3rd May 2018: The Art of Argumentation: Philosophy, Reason and the Universe Series with Tina Röck; Why do philosophy, if you can do science?

Come along to the Boardroom of St John’s Church Conference Center (Princes St, Edinburgh, EH2 4BJ) at 7pm and take part in discussion about philosophy and science.  It is a friendly and informal gathering to discuss topics with nibbles in good company.  It is entirely free and open to everyone


Tina Röck
Tina Röck

There are so many questions and all seem interesting. If you are like me and can’t stop asking ‘why?’ then this is for you. In our bi-monthly meetings we will discuss all the questions that we can come up with, from the strangest to the smallest from the question whether God exists to the question whether we exist.
We will ask and discuss the nature of knowledge, what it means to lead a good life and the nature of beauty. We can discuss certain philosophers, specific philosophies or concepts you have come across.

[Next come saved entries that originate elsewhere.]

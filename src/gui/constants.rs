//! GUI-specific constants for layout, colors and timing

/// Demo window dimensions
pub const WINDOW_WIDTH: f32 = 960.0;
pub const WINDOW_HEIGHT: f32 = 720.0;
pub const WINDOW_MIN_WIDTH: f32 = 640.0;
pub const WINDOW_MIN_HEIGHT: f32 = 480.0;

/// Editor side panel width
pub const SIDE_PANEL_WIDTH: f32 = 380.0;

/// Layout spacing
pub const SECTION_SPACING: f32 = 15.0;
pub const ITEM_SPACING: f32 = 8.0;
pub const FIELD_WIDTH: f32 = 220.0;
pub const JSON_EDITOR_ROWS: usize = 10;

/// Slider ranges for the quick params panel (typed values may exceed them)
pub const SCALE_SLIDER_RANGE: std::ops::RangeInclusive<f64> = 0.1..=1.0;
pub const OFFSET_SLIDER_RANGE: std::ops::RangeInclusive<f64> = -0.5..=0.5;
pub const ROTATE_SLIDER_RANGE: std::ops::RangeInclusive<f64> = -180.0..=180.0;

/// Placeholder tile drawn for the built-in "No Image" avatar
pub const PLACEHOLDER_FILL: egui::Color32 = egui::Color32::from_rgb(0xdd, 0xdd, 0xdd);
pub const PLACEHOLDER_TEXT: egui::Color32 = egui::Color32::from_rgb(0x99, 0x99, 0x99);

/// Toast colors per severity
pub const TOAST_INFO: egui::Color32 = egui::Color32::from_rgb(60, 110, 200);
pub const TOAST_SUCCESS: egui::Color32 = egui::Color32::from_rgb(0, 150, 70);
pub const TOAST_WARNING: egui::Color32 = egui::Color32::from_rgb(200, 150, 0);
pub const TOAST_ERROR: egui::Color32 = egui::Color32::from_rgb(200, 40, 40);
pub const TOAST_WIDTH: f32 = 320.0;

/// GIF frames shorter than this play at the fallback delay
pub const GIF_MIN_FRAME_DELAY_MS: u32 = 20;
pub const GIF_FALLBACK_FRAME_DELAY_MS: u64 = 100;
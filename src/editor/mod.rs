//! Editor state: one canonical border config mirrored across presentations
//!
//! Presentations:
//! - **quick params**: structured fields (scale, offsets, rotate, radius)
//! - **debug form**: avatar/frame URLs, display size and the JSON draft
//! - **preset selector**
//! - **signals**: the values the avatar renderer consumes
//!
//! An edit enters through exactly one presentation, replaces the canonical
//! config and is fanned out to the rest. Pushes never emit change events and
//! cancel any pending debounced edit they overwrite; inbound handlers skip
//! values equal to what was last settled. A structured-field push only
//! rewrites the JSON text of the debug form. Imports apply a pending debug
//! form edit before they run.

pub mod form;
pub mod json;
pub mod presets;

use anyhow::{Context, Result};
use std::fs;
use std::path::{Path, PathBuf};
use std::time::Instant;
use tracing::{debug, error, info, trace, warn};

use crate::constants::export::DOWNLOAD_FILENAME;
use crate::constants::form::FORM_DEBOUNCE_MS;
use crate::debounce::Debouncer;
use crate::i18n::{Language, Message};
use crate::notify::Notifier;
use crate::types::{BorderConfig, Severity};
use crate::upload::{Completion, FileLoader, UploadTarget};

use form::{DebugFields, Form, QuickParams};
use presets::PresetEntry;

#[derive(Debug, Clone, Copy, PartialEq, Eq)]
pub enum SyncPhase {
    Idle,
    Propagating,
}

#[derive(Debug, Clone, Copy, PartialEq, Eq)]
pub enum Presentation {
    QuickParams,
    DebugForm,
    PresetSelector,
    Signals,
}

/// Inputs handed to the avatar renderer
#[derive(Debug, Clone, PartialEq)]
pub struct Signals {
    pub avatar_url: String,
    pub border_gif_url: String,
    pub avatar_size: String,
    pub border_config: BorderConfig,
}

/// Where the edit being fanned out came from
#[derive(Debug, Clone, Copy, PartialEq, Eq)]
enum Edit {
    QuickParams,
    JsonImport,
    Preset,
    DebugField,
    FileImport,
}

/// Avatar values carried by an edit alongside the border config
#[derive(Debug, Default)]
struct AvatarOverrides {
    avatar_url: Option<String>,
    avatar_size: Option<String>,
}

impl AvatarOverrides {
    fn is_empty(&self) -> bool {
        self.avatar_url.is_none() && self.avatar_size.is_none()
    }
}

#[derive(Debug, Default, Clone, Copy)]
struct HandlerRuns {
    quick_params: u64,
    debug_form: u64,
}

pub struct ConfigSync<N: Notifier> {
    presets: Vec<PresetEntry>,
    selected_preset: Form<String>,

    border_config: BorderConfig,
    config_json: String,

    quick_params: Form<QuickParams>,
    settled_quick: QuickParams,
    quick_debounce: Debouncer<QuickParams>,

    debug_form: Form<DebugFields>,
    settled_debug: DebugFields,
    debug_debounce: Debouncer<DebugFields>,

    signals: Form<Signals>,

    phase: SyncPhase,
    handler_runs: HandlerRuns,
    files: FileLoader,
    language: Language,
    notifier: N,
}
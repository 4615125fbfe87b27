pub mod avatar_view;
pub mod debug_panel;
pub mod preset_selector;
pub mod quick_params;
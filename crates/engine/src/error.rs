use titlecast_core::TitlecastError;
use titlecast_sink::SinkError;

/// Failures surfaced by the engine's lifecycle controls.
///
/// Snapshot and tick handling never fail; they degrade to "no update".
#[derive(Debug, thiserror::Error)]
pub enum EngineError {
    #[error("presence feed error: {0}")]
    Feed(#[from] TitlecastError),

    #[error("sink error: {0}")]
    Sink(#[from] SinkError),
}
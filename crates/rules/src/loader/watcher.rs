//! Filesystem event handler for the notify watcher (hot-reload).

use std::fs;
use std::path::Path;

use notify::event::{CreateKind, ModifyKind, RemoveKind};
use notify::{Event, EventKind};
use tracing::{info, warn};

use crate::rule_set::SharedRuleSet;

use super::core::parse_rules;

/// Handle a single filesystem event from the notify watcher.
pub(super) fn handle_fs_event(event: &Event, rule_file: &Path, rules: &SharedRuleSet) {
    let Some(target) = rule_file.file_name() else {
        return;
    };

    for path in &event.paths {
        if path.file_name() != Some(target) {
            continue;
        }

        match &event.kind {
            EventKind::Create(CreateKind::File | CreateKind::Any)
            | EventKind::Modify(ModifyKind::Data(_) | ModifyKind::Name(_) | ModifyKind::Any) => {
                reload(path, rules);
            }
            EventKind::Remove(RemoveKind::File | RemoveKind::Any) => {
                warn!(path = %path.display(), "rule file removed, keeping current rules");
            }
            _ => {}
        }
    }
}

fn reload(path: &Path, rules: &SharedRuleSet) {
    let contents = match fs::read_to_string(path) {
        Ok(c) => c,
        Err(e) => {
            warn!(path = %path.display(), error = %e, "failed to read rule file during hot-reload");
            return;
        }
    };

    match parse_rules(&contents) {
        Ok(parsed) => {
            let count = parsed.len();
            rules.replace(parsed);
            info!(path = %path.display(), count, "hot-reloaded rule file");
        }
        Err(e) => {
            warn!(
                path = %path.display(),
                error = %e,
                "failed to parse rule file during hot-reload, keeping previous version"
            );
        }
    }
}
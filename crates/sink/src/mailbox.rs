//! Single-consumer mailbox feeding the designated sink task.
//!
//! Title commands do not queue: a newer set or clear replaces one that
//! has not been delivered yet, so the sink only ever sees the latest
//! intent. Warnings are kept in order. Flush waiters are released after
//! everything posted before them has been handed to the sink.

use std::collections::VecDeque;
use std::sync::Mutex;

use tokio::sync::{oneshot, Notify};

use crate::traits::{SinkCommand, SinkError};

#[derive(Default)]
struct MailboxState {
    pending: Option<SinkCommand>,
    warnings: VecDeque<String>,
    flush_waiters: Vec<oneshot::Sender<()>>,
    closed: bool,
}

/// Everything the worker should deliver in one pass.
#[derive(Default)]
pub struct Batch {
    pub command: Option<SinkCommand>,
    pub warnings: Vec<String>,
    pub flush_waiters: Vec<oneshot::Sender<()>>,
    pub closed: bool,
}

impl Batch {
    /// Nothing to deliver and nobody waiting.
    pub fn is_empty(&self) -> bool {
        self.command.is_none() && self.warnings.is_empty() && self.flush_waiters.is_empty()
    }
}

#[derive(Default)]
pub struct SinkMailbox {
    state: Mutex<MailboxState>,
    notify: Notify,
}

impl SinkMailbox {
    pub fn new() -> Self {
        Self::default()
    }

    /// Post a title command, superseding any undelivered one.
    pub fn post(&self, command: SinkCommand) -> Result<(), SinkError> {
        {
            let mut state = self.state.lock().expect("sink mailbox lock poisoned");
            if state.closed {
                return Err(SinkError::Closed);
            }
            if let Some(previous) = state.pending.replace(command) {
                tracing::debug!(superseded = previous.label(), "undelivered title command replaced");
            }
        }
        self.notify.notify_one();
        Ok(())
    }

    pub fn post_warning(&self, message: impl Into<String>) -> Result<(), SinkError> {
        {
            let mut state = self.state.lock().expect("sink mailbox lock poisoned");
            if state.closed {
                return Err(SinkError::Closed);
            }
            state.warnings.push_back(message.into());
        }
        self.notify.notify_one();
        Ok(())
    }

    /// Register a flush waiter. The receiver resolves once every command
    /// posted before this call has been delivered. On a closed mailbox the
    /// sender is dropped straight away.
    pub fn request_flush(&self) -> oneshot::Receiver<()> {
        let (tx, rx) = oneshot::channel();
        {
            let mut state = self.state.lock().expect("sink mailbox lock poisoned");
            if state.closed {
                return rx;
            }
            state.flush_waiters.push(tx);
        }
        self.notify.notify_one();
        rx
    }

    /// Stop accepting new commands. Already-posted work is still drained.
    pub fn close(&self) {
        self.state.lock().expect("sink mailbox lock poisoned").closed = true;
        self.notify.notify_one();
    }

    /// Take everything currently queued.
    pub fn take(&self) -> Batch {
        let mut state = self.state.lock().expect("sink mailbox lock poisoned");
        Batch {
            command: state.pending.take(),
            warnings: state.warnings.drain(..).collect(),
            flush_waiters: std::mem::take(&mut state.flush_waiters),
            closed: state.closed,
        }
    }

    /// Wait until something is posted (or the mailbox closes).
    pub async fn wait(&self) {
        self.notify.notified().await;
    }
}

At the end of every meeting we will decide on the theme for the next one.

The main focus of these meetings is for us to explore all of these issues together, to get your critical argumentation skills used again. There is an art to argumentation that has been lost in our world where visuals, emotional manipulation and personal experience have taken the place of reasonable discussion.
In order to develop some antibodies to this kind of influence we will discuss a form of deceptive argumentation strategy each time we meet using Schopenhauer’s ‘The Art of Being Right: 38 Ways to Win an Argument’.
 

The Art of Being Right by Arthur Schopenhauer
Click to Download a copy of “The Art of Being Right by Arthur Schopenhauer”

 
“The tricks, dodges, and chicanery, to which they [men] resort in order to be right in the end, are so numerous and manifold and yet recur so regularly that some years ago I made them the subject of my own reflection and directed my attention to their purely formal element after I had perceived that, however varied the subjects of discussion and the persons taking part therein, the same identical tricks and dodges always come back and were very easy to recognize. This led me at the time to the idea of clearly separating the merely formal part of these tricks and dodges from the material and of displaying it, so to speak, as a neat anatomical specimen.”

Volume 2, § 26, of his Parerga and Paralipomena, Schopenhauer

 

How does it work?

After we have explored one of the argumentative tricks with the help of Schopenhauer, I will give a 15-20 minute introduction to the topic of the meeting. That we will then investigate and explore it in dialogue together.
 

Why do philosophy, if you can do science?

There are so many questions that we can encounter that seem interesting, many of them are tackled by scientists. But there are so many questions that cannot be fully answered by any specific science. Just like biologists, for example, have no definite answer to the question ‘What is life?’, physicists seem to have no final answer to the question ‘What is existence?’.
So there is room for a genuine philosophical engagement with these questions concerning the world, life and the human condition. An engagement that uses scientific discoveries to inform our reflections, but a form of engagement that goes beyond the rationality of the positive sciences.